The practical effect of this phase-in is that in fifty "property rich" towns across the State, the full rate of $6.60 per thousand is imposed gradually over five years, while taxpayers in the remaining towns pay the full rate immediately. See Claremont II, 142 N.H. at 467, 703 A.2d at 1355 ("property poor" versus "property rich" town depends on total value of property subject to taxation in given district). For example, under the provisions of the Act, the tax rate per thousand in 1999 in Rye is approximately $3.79, in Moultonborough $3.18, and in Waterville Valley $1.43. In contrast, in Claremont, Allenstown, and other towns with lower property values the tax rate per thousand is $6.60. The State acknowledged at oral argument that facially the phase-in perpetuates a disproportionality for five years.

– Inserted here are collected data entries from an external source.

// crates/fixtures/pt-fixture-plugin/src/lib.rs
//
// Test-only fixture plugin exercising the interfaces named in the
// end-to-end scenarios: two-arg add, SetGroup atomic write, broadcast
// fan-out, unicast tie-break and a variadic gap target. Not a
// deliverable plugin — loaded only from `pt-engine`'s integration
// tests via real `libloading`.

use std::ffi::CString;
use std::os::raw::c_char;
use std::sync::atomic::{AtomicI32, AtomicI64, AtomicPtr, AtomicU64, Ordering};

use pt_fixture_support::{export_plugin_metadata, ArityKind, InterfaceSpec, ParamSpec, ParamType, PluginMetadata};
use pt_types::ParamPack;

unsafe fn slot_i32(pack: &ParamPack, index: usize) -> i32 {
    (*pack.params.add(index)).value.i32_val
}

unsafe fn slot_f64(pack: &ParamPack, index: usize) -> f64 {
    (*pack.params.add(index)).value.f64_val
}

const INTERFACES: &[InterfaceSpec] = &[
    InterfaceSpec {
        name: "Add",
        description: "adds two integers and returns a double",
        version: "1.0.0",
        arity: ArityKind::Fixed,
        min_params: 2,
        max_params: 2,
        params: &[
            ParamSpec { name: "a", tag: ParamType::Int32, type_name: "int32" },
            ParamSpec { name: "b", tag: ParamType::Int32, type_name: "int32" },
        ],
    },
    InterfaceSpec {
        name: "FormatDouble",
        description: "formats a double and returns string pointer",
        version: "1.0.0",
        arity: ArityKind::Fixed,
        min_params: 1,
        max_params: 1,
        params: &[ParamSpec { name: "value", tag: ParamType::Double, type_name: "double" }],
    },
    InterfaceSpec {
        name: "F",
        description: "setgroup source interface",
        version: "1.0.0",
        arity: ArityKind::Fixed,
        min_params: 1,
        max_params: 1,
        params: &[ParamSpec { name: "seed", tag: ParamType::Int32, type_name: "int32" }],
    },
    InterfaceSpec {
        name: "G",
        description: "setgroup target interface",
        version: "1.0.0",
        arity: ArityKind::Fixed,
        min_params: 2,
        max_params: 2,
        params: &[
            ParamSpec { name: "a", tag: ParamType::Int32, type_name: "int32" },
            ParamSpec { name: "b", tag: ParamType::Int32, type_name: "int32" },
        ],
    },
    InterfaceSpec {
        name: "RecvA",
        description: "broadcast receiver a",
        version: "1.0.0",
        arity: ArityKind::Fixed,
        min_params: 1,
        max_params: 1,
        params: &[ParamSpec { name: "value", tag: ParamType::Any, type_name: "any" }],
    },
    InterfaceSpec {
        name: "RecvB",
        description: "broadcast receiver b",
        version: "1.0.0",
        arity: ArityKind::Fixed,
        min_params: 1,
        max_params: 1,
        params: &[ParamSpec { name: "value", tag: ParamType::Any, type_name: "any" }],
    },
    InterfaceSpec {
        name: "X",
        description: "unicast tie-break target",
        version: "1.0.0",
        arity: ArityKind::Fixed,
        min_params: 1,
        max_params: 1,
        params: &[ParamSpec { name: "value", tag: ParamType::Int32, type_name: "int32" }],
    },
    InterfaceSpec {
        name: "Y",
        description: "unicast distinct-target peer",
        version: "1.0.0",
        arity: ArityKind::Fixed,
        min_params: 1,
        max_params: 1,
        params: &[ParamSpec { name: "value", tag: ParamType::Int32, type_name: "int32" }],
    },
    InterfaceSpec {
        name: "V",
        description: "variadic gap target",
        version: "1.0.0",
        arity: ArityKind::Variadic,
        min_params: 1,
        max_params: 8,
        params: &[
            ParamSpec { name: "v0", tag: ParamType::Int32, type_name: "int32" },
            ParamSpec { name: "v1", tag: ParamType::Int32, type_name: "int32" },
            ParamSpec { name: "v2", tag: ParamType::Int32, type_name: "int32" },
            ParamSpec { name: "v3", tag: ParamType::Int32, type_name: "int32" },
            ParamSpec { name: "v4", tag: ParamType::Int32, type_name: "int32" },
            ParamSpec { name: "v5", tag: ParamType::Int32, type_name: "int32" },
            ParamSpec { name: "v6", tag: ParamType::Int32, type_name: "int32" },
            ParamSpec { name: "v7", tag: ParamType::Int32, type_name: "int32" },
        ],
    },
];

const METADATA: PluginMetadata = PluginMetadata {
    name: "pt_fixture_plugin",
    version: "1.0.0",
    interfaces: INTERFACES,
};

fn metadata() -> &'static PluginMetadata {
    &METADATA
}

export_plugin_metadata!(metadata);

static ADD_LAST_RESULT: AtomicU64 = AtomicU64::new(0);

#[no_mangle]
pub unsafe extern "C" fn Add(pack: *mut ParamPack) -> f64 {
    let pack = &*pack;
    let result = (slot_i32(pack, 0) + slot_i32(pack, 1)) as f64;
    ADD_LAST_RESULT.store(result.to_bits(), Ordering::SeqCst);
    result
}

#[no_mangle]
pub extern "C" fn fixture_add_last_result() -> f64 {
    f64::from_bits(ADD_LAST_RESULT.load(Ordering::SeqCst))
}

static FORMAT_LAST_PTR: AtomicPtr<c_char> = AtomicPtr::new(std::ptr::null_mut());

// Leaked intentionally: the fixture never frees formatted strings.
// Parameter-value memory is owned by the caller; this value is one an
// engine test only reads, never retains.
#[no_mangle]
pub unsafe extern "C" fn FormatDouble(pack: *mut ParamPack) -> i64 {
    let pack = &*pack;
    let formatted = format!("{:.6}", slot_f64(pack, 0));
    let c_string = CString::new(formatted).unwrap_or_default();
    let ptr = c_string.into_raw();
    FORMAT_LAST_PTR.store(ptr, Ordering::SeqCst);
    ptr as i64
}

#[no_mangle]
pub extern "C" fn fixture_format_double_last_ptr() -> *const c_char {
    FORMAT_LAST_PTR.load(Ordering::SeqCst)
}

static F_CALL_COUNT: AtomicI64 = AtomicI64::new(0);

#[no_mangle]
pub unsafe extern "C" fn F(_pack: *mut ParamPack) -> i64 {
    F_CALL_COUNT.fetch_add(1, Ordering::SeqCst) + 1
}

static G_LAST_A: AtomicI32 = AtomicI32::new(i32::MIN);
static G_LAST_B: AtomicI32 = AtomicI32::new(i32::MIN);
static G_CALL_COUNT: AtomicI64 = AtomicI64::new(0);

#[no_mangle]
pub unsafe extern "C" fn G(pack: *mut ParamPack) -> i64 {
    let pack = &*pack;
    let a = slot_i32(pack, 0);
    let b = slot_i32(pack, 1);
    G_LAST_A.store(a, Ordering::SeqCst);
    G_LAST_B.store(b, Ordering::SeqCst);
    G_CALL_COUNT.fetch_add(1, Ordering::SeqCst);
    (a + b) as i64
}

static RECV_A_COUNT: AtomicI64 = AtomicI64::new(0);
static RECV_B_COUNT: AtomicI64 = AtomicI64::new(0);

#[no_mangle]
pub unsafe extern "C" fn RecvA(_pack: *mut ParamPack) -> i64 {
    RECV_A_COUNT.fetch_add(1, Ordering::SeqCst) + 1
}

#[no_mangle]
pub unsafe extern "C" fn RecvB(_pack: *mut ParamPack) -> i64 {
    RECV_B_COUNT.fetch_add(1, Ordering::SeqCst) + 1
}

static X_LAST_VALUE: AtomicI32 = AtomicI32::new(i32::MIN);
static X_CALL_COUNT: AtomicI64 = AtomicI64::new(0);

#[no_mangle]
pub unsafe extern "C" fn X(pack: *mut ParamPack) -> i64 {
    let pack = &*pack;
    X_LAST_VALUE.store(slot_i32(pack, 0), Ordering::SeqCst);
    X_CALL_COUNT.fetch_add(1, Ordering::SeqCst);
    slot_i32(pack, 0) as i64
}

static Y_LAST_VALUE: AtomicI32 = AtomicI32::new(i32::MIN);
static Y_CALL_COUNT: AtomicI64 = AtomicI64::new(0);

#[no_mangle]
pub unsafe extern "C" fn Y(pack: *mut ParamPack) -> i64 {
    let pack = &*pack;
    Y_LAST_VALUE.store(slot_i32(pack, 0), Ordering::SeqCst);
    Y_CALL_COUNT.fetch_add(1, Ordering::SeqCst);
    slot_i32(pack, 0) as i64
}

#[no_mangle]
pub extern "C" fn fixture_y_call_count() -> i64 {
    Y_CALL_COUNT.load(Ordering::SeqCst)
}

static V_LAST_COUNT: AtomicI32 = AtomicI32::new(-1);

#[no_mangle]
pub unsafe extern "C" fn V(pack: *mut ParamPack) -> i64 {
    let pack = &*pack;
    V_LAST_COUNT.store(pack.param_count, Ordering::SeqCst);
    let mut sum = 0i64;
    for i in 0..pack.param_count as usize {
        sum += slot_i32(pack, i) as i64;
    }
    sum
}

// --- Test-only accessors: not part of the plugin invocation ABI. ---

#[no_mangle]
pub extern "C" fn fixture_f_call_count() -> i64 {
    F_CALL_COUNT.load(Ordering::SeqCst)
}

#[no_mangle]
pub extern "C" fn fixture_g_call_count() -> i64 {
    G_CALL_COUNT.load(Ordering::SeqCst)
}

#[no_mangle]
pub extern "C" fn fixture_g_last_params(out_a: *mut i32, out_b: *mut i32) {
    unsafe {
        if !out_a.is_null() {
            *out_a = G_LAST_A.load(Ordering::SeqCst);
        }
        if !out_b.is_null() {
            *out_b = G_LAST_B.load(Ordering::SeqCst);
        }
    }
}

#[no_mangle]
pub extern "C" fn fixture_recv_a_count() -> i64 {
    RECV_A_COUNT.load(Ordering::SeqCst)
}

#[no_mangle]
pub extern "C" fn fixture_recv_b_count() -> i64 {
    RECV_B_COUNT.load(Ordering::SeqCst)
}

#[no_mangle]
pub extern "C" fn fixture_x_call_count() -> i64 {
    X_CALL_COUNT.load(Ordering::SeqCst)
}

#[no_mangle]
pub extern "C" fn fixture_x_last_value() -> i32 {
    X_LAST_VALUE.load(Ordering::SeqCst)
}

#[no_mangle]
pub extern "C" fn fixture_v_last_count() -> i32 {
    V_LAST_COUNT.load(Ordering::SeqCst)
}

The State suggests, however, that the phase-in "can be viewed as a partial abatement of an overall tax liability, or as a partial exemption of a portion of the value of real property taxable in donor towns." The phase-in provision cannot constitute an abatement because it does not limit tax relief to "persons aggrieved" by the assessment of a tax. RSA 76:16, I (Supp. 1998). Therefore, we review the constitutionality of the phase-in provision as a tax exemption.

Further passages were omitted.